Según el gran psicólogo social Leonard Berkowitz de la Universidad de Wisconsin, el enfoque más común, en todas las sociedades humanas, a la prevención de la violencia ha sido históricamente, y sigue siendo, el de “disuadirla a través de amenazas y castigos”. Según él, este enfoque “es favorecido por muchos en el público en general, por la mayoría de servicios policiales y de abogados, y por no pocos científicos sociales”. Agrega Berkowitz, “Sigmund Freud también sentía simpatía por el enfoque de la disuasión. Sostenía que la civilización se basa, en última instancia, en la fuerza, no en el amor y la caridad.” El doctor James Gilligan de la Universidad de Harvard, otro gran estudioso de la violencia, se opone radicalmente a ese tradicional enfoque. Según Gilligan, “Durante tres milenios, nuestra principal hipótesis social -que la manera moral y legal de concebir la violencia (llamándola mala, prohibiéndola y castigándola) va a prevenirla (o al menos controlarla)- ha sido singularmente poco eficaz en reducir los niveles de violencia”.
Gilligan plantea que la violencia es “un síntoma de psicopatología individual y grupal”. Sus causas principales son la carencia, desde la infancia, de respeto y de afecto, y se manifiesta “cuando las personas se sienten lo suficientemente impotentes y humilladas”.
Es crucialmente importante comprender lo que nos explican Gilligan y Berkowitz: que somos nosotros mismos, a través de nuestros irrespetos, nuestras iras descontroladas, nuestras agresiones y nuestros abusos, quienes inyectamos en nuestros niños la violencia que luego, cuando en cualquier momento de sus vidas se manifiesta, intentamos “disuadir”, esencialmente con más violencia. Este absurdo círculo vicioso es como si estimulásemos la propagación del cáncer en nuestros niños, para luego, cuando son adultos, torturar a aquellos que se hubiesen enfermado con terapias invasivas, frecuentemente más destructivas que la misma terrible enfermedad.
Como muchos otros patrones habituales en nuestra especie, debemos reexaminar este, que es particularmente irracional.
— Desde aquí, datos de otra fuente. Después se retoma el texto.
//! # Cloud Codec
//!
//! Encodes telemetry into the cloud's JSON envelope and decodes command
//! documents through the static command tree.
//!
//! ```ignore
//! let mut codec = CloudCodec::init(|cmd: &CloudCommand| {
//!     info!("{:?} {:?} {:?}", cmd.recipient, cmd.channel, cmd.kind);
//! });
//! codec.decode_command(br#"{"get":{"modem_info":{"device":{"read":true}}}}"#)?;
//!
//! let mut buf = [0u8; 128];
//! let len = encode_data(&ChannelData::new(CloudChannel::Temp, "21.5", tag), &mut buf)?;
//! ```

pub mod channel;
pub mod command;

pub use channel::{ChannelData, CloudChannel, EnvSensor, EnvSensorData, Tag, TagSequence};
pub use command::{
    CloudCommand, CommandGroup, CommandNode, CommandType, GET_COMMANDS, NodeKind, Recipient,
    SET_COMMANDS, search_commands,
};

use core::fmt::Write as _;

use serde::Serialize;
use serde_json::Value;

use crate::error::CodecError;
use crate::fmt::Dbg;

/// Receives decoded commands. The command is only valid during the call.
pub trait CommandHandler {
    fn on_command(&mut self, command: &CloudCommand);
}

impl<F> CommandHandler for F
where
    F: FnMut(&CloudCommand),
{
    fn on_command(&mut self, command: &CloudCommand) {
        self(command)
    }
}

/// Decoder state: the registered command handler.
pub struct CloudCodec<H> {
    handler: H,
}

impl<H: CommandHandler> CloudCodec<H> {
    pub fn init(handler: H) -> Self {
        Self { handler }
    }

    /// Replaces the command handler. There is only ever one.
    pub fn set_handler(&mut self, handler: H) {
        self.handler = handler;
    }

    pub fn handler(&self) -> &H {
        &self.handler
    }

    /// Decodes a command document, calling the handler once per matched
    /// command. `"get"` is processed before `"set"`.
    ///
    /// Returns the number of commands dispatched. On error, commands matched
    /// before the fault have already been dispatched.
    pub fn decode_command(&mut self, input: &[u8]) -> Result<usize, CodecError> {
        if input.is_empty() {
            return Err(CodecError::InvalidArgument);
        }
        let root: Value = serde_json::from_slice(input).map_err(|_e| {
            debug!("Command is not JSON: {:?}", Dbg(&_e));
            CodecError::Malformed
        })?;

        let mut dispatched = 0;
        for group in [CommandGroup::Get, CommandGroup::Set] {
            let tree = group.commands();
            let Some(group_obj) = command::lookup(&root, tree.name) else {
                continue;
            };
            dispatched += search_commands(tree, group_obj, |cmd| self.handler.on_command(cmd))?;
        }
        if dispatched == 0 {
            debug!("No known command in document");
        }
        Ok(dispatched)
    }
}

#[derive(Serialize)]
#[serde(rename_all = "camelCase")]
struct Envelope<'a> {
    app_id: &'a str,
    data: &'a str,
    message_type: &'static str,
}

/// Encodes one reading as `{"appId":..,"data":..,"messageType":"DATA"}` into
/// `out`, returning the encoded length.
///
/// Fails with [`CodecError::InvalidArgument`] for empty data or a channel
/// without a cloud name, and with [`CodecError::OutOfMemory`] when `out` is
/// too small. `out` is left untouched on failure.
pub fn encode_data(channel: &ChannelData<'_>, out: &mut [u8]) -> Result<usize, CodecError> {
    if channel.data.is_empty() {
        return Err(CodecError::InvalidArgument);
    }
    let app_id = channel.channel.app_id().ok_or(CodecError::InvalidArgument)?;

    let envelope = Envelope {
        app_id,
        data: channel.data,
        message_type: "DATA",
    };
    let json = serde_json::to_vec(&envelope).map_err(|_| CodecError::OutOfMemory)?;
    let dst = out.get_mut(..json.len()).ok_or(CodecError::OutOfMemory)?;
    dst.copy_from_slice(&json);
    trace!("Encoded tag {}: {} bytes", channel.tag.get(), json.len());
    Ok(json.len())
}

/// Encodes an environmental sensor sample, value rendered with one decimal.
pub fn encode_env_sensor_data(sample: &EnvSensorData, out: &mut [u8]) -> Result<usize, CodecError> {
    let channel = sample.sensor.channel().ok_or(CodecError::UnsupportedSensor)?;

    let mut data = heapless::String::<16>::new();
    write!(data, "{:.1}", sample.value).map_err(|_| CodecError::OutOfMemory)?;

    encode_data(&ChannelData::new(channel, &data, Tag::FIRST), out)
}
//! Backend configuration.
//!
//! Buffer limits are fixed at compile time so that every buffer in the crate
//! can be a `heapless` container or a plain array. Broker settings are runtime
//! inputs assembled with the `with_*` builder methods.

use embassy_time::Duration;

/// Maximum length of the MQTT client identifier, including its prefix.
pub const MQTT_CLIENT_ID_MAX_LEN: usize = 40;

/// Size of each of the session's receive and transmit buffers.
pub const MQTT_RX_TX_BUFFER_LEN: usize = 1280;

/// Largest payload accepted for inbound notifications and outbound publishes.
pub const MQTT_PAYLOAD_BUFFER_LEN: usize = 1024;

/// Maximum length for a single topic string.
pub const MAX_TOPIC_LEN: usize = 128;

/// Number of publish/subscribe requests that can wait for the polling task.
pub const REQUEST_QUEUE_DEPTH: usize = 4;

/// Address family used when resolving the broker hostname.
#[derive(Debug, Clone, Copy, PartialEq, Eq, Default)]
#[cfg_attr(feature = "defmt", derive(defmt::Format))]
pub enum AddressFamily {
    #[default]
    Ipv4,
    Ipv6,
}

/// How strictly the TLS peer certificate is checked.
#[derive(Debug, Clone, Copy, PartialEq, Eq, Default)]
#[cfg_attr(feature = "defmt", derive(defmt::Format))]
pub enum PeerVerify {
    None,
    Optional,
    #[default]
    Required,
}

/// TLS settings for a secure broker connection.
///
/// Credentials are not carried here; `sec_tag` refers to a credential set
/// provisioned in the modem or secure storage.
#[derive(Debug, Clone, Copy, PartialEq, Eq)]
#[cfg_attr(feature = "defmt", derive(defmt::Format))]
pub struct TlsConfig<'a> {
    pub peer_verify: PeerVerify,
    pub sec_tag: u32,
    /// Hostname for SNI and certificate checks. Defaults to the broker hostname.
    pub hostname: Option<&'a str>,
}

impl<'a> TlsConfig<'a> {
    pub const fn new(sec_tag: u32) -> Self {
        Self {
            peer_verify: PeerVerify::Required,
            sec_tag,
            hostname: None,
        }
    }

    pub const fn with_peer_verify(mut self, peer_verify: PeerVerify) -> Self {
        self.peer_verify = peer_verify;
        self
    }

    pub const fn with_hostname(mut self, hostname: &'a str) -> Self {
        self.hostname = Some(hostname);
        self
    }
}

/// Where and how to reach the broker.
#[derive(Debug, Clone, Copy, PartialEq, Eq)]
#[cfg_attr(feature = "defmt", derive(defmt::Format))]
pub struct BrokerConfig<'a> {
    pub hostname: &'a str,
    pub port: u16,
    pub family: AddressFamily,
    pub tls: Option<TlsConfig<'a>>,
}

impl<'a> BrokerConfig<'a> {
    /// Name used for TLS server verification.
    pub fn tls_hostname(&self) -> Option<&'a str> {
        self.tls.map(|tls| tls.hostname.unwrap_or(self.hostname))
    }
}

/// Configuration of the MQTT transport backend.
///
/// ```ignore
/// let config = BackendConfig::new("mqtt.example.com")
///     .with_port(8883)
///     .with_tls(TlsConfig::new(201))
///     .with_keep_alive(Duration::from_secs(120));
/// ```
#[derive(Debug, Clone, Copy, PartialEq, Eq)]
pub struct BackendConfig<'a> {
    pub broker: BrokerConfig<'a>,
    pub keep_alive: Duration,
    pub client_id_prefix: &'a str,
}

impl<'a> BackendConfig<'a> {
    pub const DEFAULT_PORT: u16 = 1883;
    pub const DEFAULT_KEEP_ALIVE: Duration = Duration::from_secs(60);
    pub const DEFAULT_CLIENT_ID_PREFIX: &'static str = "nrf-";

    pub const fn new(hostname: &'a str) -> Self {
        Self {
            broker: BrokerConfig {
                hostname,
                port: Self::DEFAULT_PORT,
                family: AddressFamily::Ipv4,
                tls: None,
            },
            keep_alive: Self::DEFAULT_KEEP_ALIVE,
            client_id_prefix: Self::DEFAULT_CLIENT_ID_PREFIX,
        }
    }

    pub const fn with_port(mut self, port: u16) -> Self {
        self.broker.port = port;
        self
    }

    pub const fn with_family(mut self, family: AddressFamily) -> Self {
        self.broker.family = family;
        self
    }

    pub const fn with_tls(mut self, tls: TlsConfig<'a>) -> Self {
        self.broker.tls = Some(tls);
        self
    }

    /// Keep-alive interval announced in `CONNECT`. Zero disables pings.
    pub const fn with_keep_alive(mut self, keep_alive: Duration) -> Self {
        self.keep_alive = keep_alive;
        self
    }

    pub const fn with_client_id_prefix(mut self, prefix: &'a str) -> Self {
        self.client_id_prefix = prefix;
        self
    }
}
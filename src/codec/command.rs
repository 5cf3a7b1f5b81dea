//! # Command Tree
//!
//! The cloud may only send commands from a fixed vocabulary. The vocabulary
//! is a four-level tree, `group -> recipient -> channel -> type`, declared
//! once as static data. Decoding a command document is a walk of that tree
//! against the parsed JSON: every leaf present in the document yields one
//! [`CloudCommand`].
//!
//! ```text
//! {"set": {"environment": {"humidity": {"threshold_high": 80}}}}
//!    │          │               │              └─ CommandType::ThresholdHigh
//!    │          │               └─ CloudChannel::Humid
//!    │          └─ Recipient::Environment
//!    └─ CommandGroup::Set
//! ```
//!
//! Commands are reported in tree order, not in the order keys appear in the
//! document.

use serde_json::Value;

use super::channel::CloudChannel;
use crate::error::CodecError;

/// Top-level command category.
#[derive(Debug, Clone, Copy, PartialEq, Eq)]
#[cfg_attr(feature = "defmt", derive(defmt::Format))]
pub enum CommandGroup {
    Set,
    Get,
}

/// Subsystem a command is addressed to.
#[derive(Debug, Clone, Copy, PartialEq, Eq)]
#[cfg_attr(feature = "defmt", derive(defmt::Format))]
pub enum Recipient {
    Environment,
    Motion,
    Ui,
    ModemInfo,
}

/// The leaf operation of a command.
#[derive(Debug, Clone, Copy, PartialEq, Eq)]
#[cfg_attr(feature = "defmt", derive(defmt::Format))]
pub enum CommandType {
    Enable,
    Disable,
    ThresholdHigh,
    ThresholdLow,
    Read,
    ReadNew,
    Pwm,
    LedRed,
    LedGreen,
    LedBlue,
    LedPulseLength,
    LedPauseLength,
    PlayMelody,
    PlayNote,
}

/// What a node stands for. The variant fixes the node's level in the tree.
#[derive(Debug, Clone, Copy, PartialEq, Eq)]
pub enum NodeKind {
    Group(CommandGroup),
    Recipient(Recipient),
    Channel(CloudChannel),
    Type(CommandType),
}

/// One node of a command tree.
#[derive(Debug)]
pub struct CommandNode {
    /// JSON key matched against the document.
    pub name: &'static str,
    pub kind: NodeKind,
    pub children: &'static [CommandNode],
}

/// A fully matched command, handed to the command handler.
#[derive(Debug, Clone, Copy, PartialEq)]
pub struct CloudCommand {
    pub group: CommandGroup,
    pub recipient: Recipient,
    pub channel: CloudChannel,
    pub kind: CommandType,
    /// Set when the JSON leaf is a number.
    pub value: Option<f64>,
    /// Set when the JSON leaf is a boolean.
    pub state: Option<bool>,
}

macro_rules! cmd {
    ($name:ident, $kind:expr) => {
        CommandNode {
            name: stringify!($name),
            kind: $kind,
            children: &[],
        }
    };
    ($name:ident, $kind:expr, [$($child:expr),* $(,)?]) => {
        CommandNode {
            name: stringify!($name),
            kind: $kind,
            children: &[$($child),*],
        }
    };
}

macro_rules! channel {
    ($name:ident, $channel:ident, [$($child:expr),* $(,)?]) => {
        cmd!($name, NodeKind::Channel(CloudChannel::$channel), [$($child),*])
    };
}

macro_rules! leaf {
    ($name:ident, $kind:ident) => {
        cmd!($name, NodeKind::Type(CommandType::$kind))
    };
}

/// Sensor channel settings shared by every configurable sensor.
macro_rules! threshold_channel {
    ($name:ident, $channel:ident) => {
        channel!($name, $channel, [
            leaf!(enable, Enable),
            leaf!(disable, Disable),
            leaf!(threshold_high, ThresholdHigh),
            leaf!(threshold_low, ThresholdLow),
        ])
    };
}

/// A channel that can only be read.
macro_rules! read_channel {
    ($name:ident, $channel:ident $(, $extra:expr)*) => {
        channel!($name, $channel, [
            leaf!(read, Read),
            leaf!(read_all, Read)
            $(, $extra)*
        ])
    };
}

/// Root of the `"set"` vocabulary.
pub static SET_COMMANDS: CommandNode = cmd!(set, NodeKind::Group(CommandGroup::Set), [
    cmd!(environment, NodeKind::Recipient(Recipient::Environment), [
        threshold_channel!(humidity, Humid),
        threshold_channel!(pressure, AirPress),
        threshold_channel!(temperature, Temp),
        threshold_channel!(air_quality, AirQual),
    ]),
    cmd!(motion, NodeKind::Recipient(Recipient::Motion), [
        threshold_channel!(flip, Flip),
        threshold_channel!(impact, Impact),
    ]),
    cmd!(ui, NodeKind::Recipient(Recipient::Ui), [
        channel!(pin, Pin, [
            leaf!(enable, Enable),
            leaf!(disable, Disable),
            leaf!(pwm, Pwm),
        ]),
        channel!(led, RgbLed, [
            leaf!(red, LedRed),
            leaf!(green, LedGreen),
            leaf!(blue, LedBlue),
            leaf!(pulse_length, LedPulseLength),
            leaf!(pause, LedPauseLength),
        ]),
        channel!(buzzer, Buzzer, [
            leaf!(enable, Enable),
            leaf!(disable, Disable),
            leaf!(play_melody, PlayMelody),
            leaf!(play_note, PlayNote),
        ]),
    ]),
]);

/// Root of the `"get"` vocabulary.
pub static GET_COMMANDS: CommandNode = cmd!(get, NodeKind::Group(CommandGroup::Get), [
    cmd!(environment, NodeKind::Recipient(Recipient::Environment), [
        read_channel!(humidity, Humid),
        read_channel!(pressure, AirPress),
        read_channel!(temperature, Temp),
        read_channel!(air_quality, AirQual),
    ]),
    cmd!(modem_info, NodeKind::Recipient(Recipient::ModemInfo), [
        read_channel!(device, DeviceInfo, leaf!(read_new, ReadNew)),
        read_channel!(rsrp, LteLinkRsrp),
    ]),
    cmd!(motion, NodeKind::Recipient(Recipient::Motion), [
        read_channel!(flip, Flip),
        read_channel!(impact, Impact),
    ]),
    cmd!(ui, NodeKind::Recipient(Recipient::Ui), [
        read_channel!(pin, Pin),
        read_channel!(led, RgbLed),
        read_channel!(buzzer, Buzzer),
    ]),
]);

impl CommandGroup {
    /// The static tree holding this group's vocabulary.
    pub fn commands(self) -> &'static CommandNode {
        match self {
            CommandGroup::Set => &SET_COMMANDS,
            CommandGroup::Get => &GET_COMMANDS,
        }
    }
}

/// Looks up `key` in a JSON object, ignoring ASCII case. An exact match wins.
pub(crate) fn lookup<'v>(obj: &'v Value, key: &str) -> Option<&'v Value> {
    let map = obj.as_object()?;
    map.get(key).or_else(|| {
        map.iter()
            .find(|(k, _)| k.eq_ignore_ascii_case(key))
            .map(|(_, v)| v)
    })
}

/// Walks `root` against `group_obj`, calling `on_match` for every matched leaf.
///
/// Returns the number of commands reported. A key missing at any level is
/// not an error, that branch simply yields nothing. A tree whose levels are
/// out of order is rejected with [`CodecError::InvalidArgument`]; commands
/// reported before the bad node was reached stay reported.
pub fn search_commands<F>(
    root: &CommandNode,
    group_obj: &Value,
    mut on_match: F,
) -> Result<usize, CodecError>
where
    F: FnMut(&CloudCommand),
{
    let NodeKind::Group(group) = root.kind else {
        return Err(CodecError::InvalidArgument);
    };

    let mut matched = 0;
    for rcpt in root.children {
        let NodeKind::Recipient(recipient) = rcpt.kind else {
            return Err(CodecError::InvalidArgument);
        };
        let Some(rcpt_obj) = lookup(group_obj, rcpt.name) else {
            continue;
        };

        for chan in rcpt.children {
            let NodeKind::Channel(channel) = chan.kind else {
                return Err(CodecError::InvalidArgument);
            };
            let Some(chan_obj) = lookup(rcpt_obj, chan.name) else {
                continue;
            };

            for typ in chan.children {
                let NodeKind::Type(kind) = typ.kind else {
                    return Err(CodecError::InvalidArgument);
                };
                let Some(leaf) = lookup(chan_obj, typ.name) else {
                    continue;
                };

                let command = CloudCommand {
                    group,
                    recipient,
                    channel,
                    kind,
                    value: leaf.as_f64(),
                    state: leaf.as_bool(),
                };
                on_match(&command);
                matched += 1;
            }
        }
    }

    Ok(matched)
}

#[cfg(test)]
mod tests {
    use super::*;
    use serde_json::json;
    use std::collections::BTreeSet;
    use std::vec::Vec;

    fn collect(root: &CommandNode, doc: &Value) -> Vec<CloudCommand> {
        let mut out = Vec::new();
        search_commands(root, doc, |cmd| out.push(*cmd)).unwrap();
        out
    }

    fn assert_tree_shape(node: &CommandNode, depth: usize) {
        let level_ok = matches!(
            (depth, node.kind),
            (0, NodeKind::Group(_))
                | (1, NodeKind::Recipient(_))
                | (2, NodeKind::Channel(_))
                | (3, NodeKind::Type(_))
        );
        assert!(level_ok, "{} at depth {}", node.name, depth);
        assert_eq!(node.children.is_empty(), depth == 3, "{}", node.name);

        let names: BTreeSet<_> = node.children.iter().map(|c| c.name).collect();
        assert_eq!(names.len(), node.children.len(), "duplicate key under {}", node.name);
        for child in node.children {
            assert_tree_shape(child, depth + 1);
        }
    }

    #[test]
    fn trees_have_four_levels_and_unique_siblings() {
        assert_tree_shape(&SET_COMMANDS, 0);
        assert_tree_shape(&GET_COMMANDS, 0);
    }

    #[test]
    fn every_leaf_path_matches_exactly_once() {
        for root in [&SET_COMMANDS, &GET_COMMANDS] {
            let NodeKind::Group(group) = root.kind else {
                unreachable!()
            };
            for rcpt in root.children {
                for chan in rcpt.children {
                    for typ in chan.children {
                        let doc = json!({ rcpt.name: { chan.name: { typ.name: 1 } } });
                        let found = collect(root, &doc);
                        assert_eq!(found.len(), 1, "{}.{}.{}", rcpt.name, chan.name, typ.name);

                        let cmd = found[0];
                        assert_eq!(cmd.group, group);
                        assert_eq!(NodeKind::Recipient(cmd.recipient), rcpt.kind);
                        assert_eq!(NodeKind::Channel(cmd.channel), chan.kind);
                        assert_eq!(NodeKind::Type(cmd.kind), typ.kind);
                    }
                }
            }
        }
    }

    #[test]
    fn unknown_keys_are_ignored() {
        let doc = json!({
            "kitchen": { "humidity": { "enable": true } },
            "environment": {
                "rainfall": { "enable": true },
                "humidity": { "explode": 1, "enable": true },
            },
        });
        let found = collect(&SET_COMMANDS, &doc);
        assert_eq!(found.len(), 1);
        assert_eq!(found[0].channel, CloudChannel::Humid);
        assert_eq!(found[0].kind, CommandType::Enable);
    }

    #[test]
    fn matches_follow_tree_order() {
        // Temperature is declared after humidity in the tree.
        let doc = json!({
            "environment": {
                "temperature": { "threshold_low": 1 },
                "humidity": { "threshold_low": 2 },
            }
        });
        let found = collect(&SET_COMMANDS, &doc);
        let channels: Vec<_> = found.iter().map(|c| c.channel).collect();
        assert_eq!(channels, [CloudChannel::Humid, CloudChannel::Temp]);
    }

    #[test]
    fn leaf_values_are_carried() {
        let doc = json!({
            "ui": { "led": { "red": 255, "pause": "soon" }, "pin": { "enable": false } }
        });
        let found = collect(&SET_COMMANDS, &doc);
        assert_eq!(found.len(), 3);

        assert_eq!(found[0].channel, CloudChannel::Pin);
        assert_eq!(found[0].state, Some(false));
        assert_eq!(found[0].value, None);

        assert_eq!(found[1].kind, CommandType::LedRed);
        assert_eq!(found[1].value, Some(255.0));

        assert_eq!(found[2].kind, CommandType::LedPauseLength);
        assert_eq!((found[2].value, found[2].state), (None, None));
    }

    #[test]
    fn keys_match_ignoring_case() {
        let doc = json!({ "Modem_Info": { "DEVICE": { "Read_New": null } } });
        let found = collect(&GET_COMMANDS, &doc);
        assert_eq!(found.len(), 1);
        assert_eq!(found[0].kind, CommandType::ReadNew);
    }

    #[test]
    fn non_object_levels_yield_nothing() {
        let doc = json!({ "environment": 5, "motion": ["flip"] });
        assert!(collect(&GET_COMMANDS, &doc).is_empty());
    }

    static BROKEN: CommandNode = cmd!(set, NodeKind::Group(CommandGroup::Set), [
        cmd!(environment, NodeKind::Recipient(Recipient::Environment), [
            channel!(humidity, Humid, [leaf!(enable, Enable)]),
            // A type node where a channel belongs.
            leaf!(temperature, Enable),
        ]),
    ]);

    #[test]
    fn malformed_tree_is_rejected_after_earlier_matches() {
        let doc = json!({ "environment": { "humidity": { "enable": 1 } } });
        let mut calls = 0;
        let res = search_commands(&BROKEN, &doc, |_| calls += 1);
        assert_eq!(res, Err(CodecError::InvalidArgument));
        assert_eq!(calls, 1);

        let leaf_root = &BROKEN.children[0];
        assert_eq!(
            search_commands(leaf_root, &doc, |_| {}),
            Err(CodecError::InvalidArgument)
        );
    }
}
Y el reexamen comienza por preguntarnos si coincidimos con Freud en aquello de que “la civilización se basa, en última instancia, en la fuerza, no en el amor y la caridad”.
Discrepo con Freud. Creo que la civilización se basa en nuestra capacidad para amar. Estamos tristemente tarde para prevenir la violencia que ya está sembrada en millones de nosotros. Estamos atrapados por mucho tiempo en el maligno círculo vicioso de tener que “disuadirla” con castigos. Pero es deseable y factible romper ese círculo, dejando de sembrar violencia en los jóvenes espíritus aún libres de ella.
Prevenir la violencia no significa engendrarla y luego tratar de “disuadirla” o de corregirla. Prevenirla significa no engendrarla.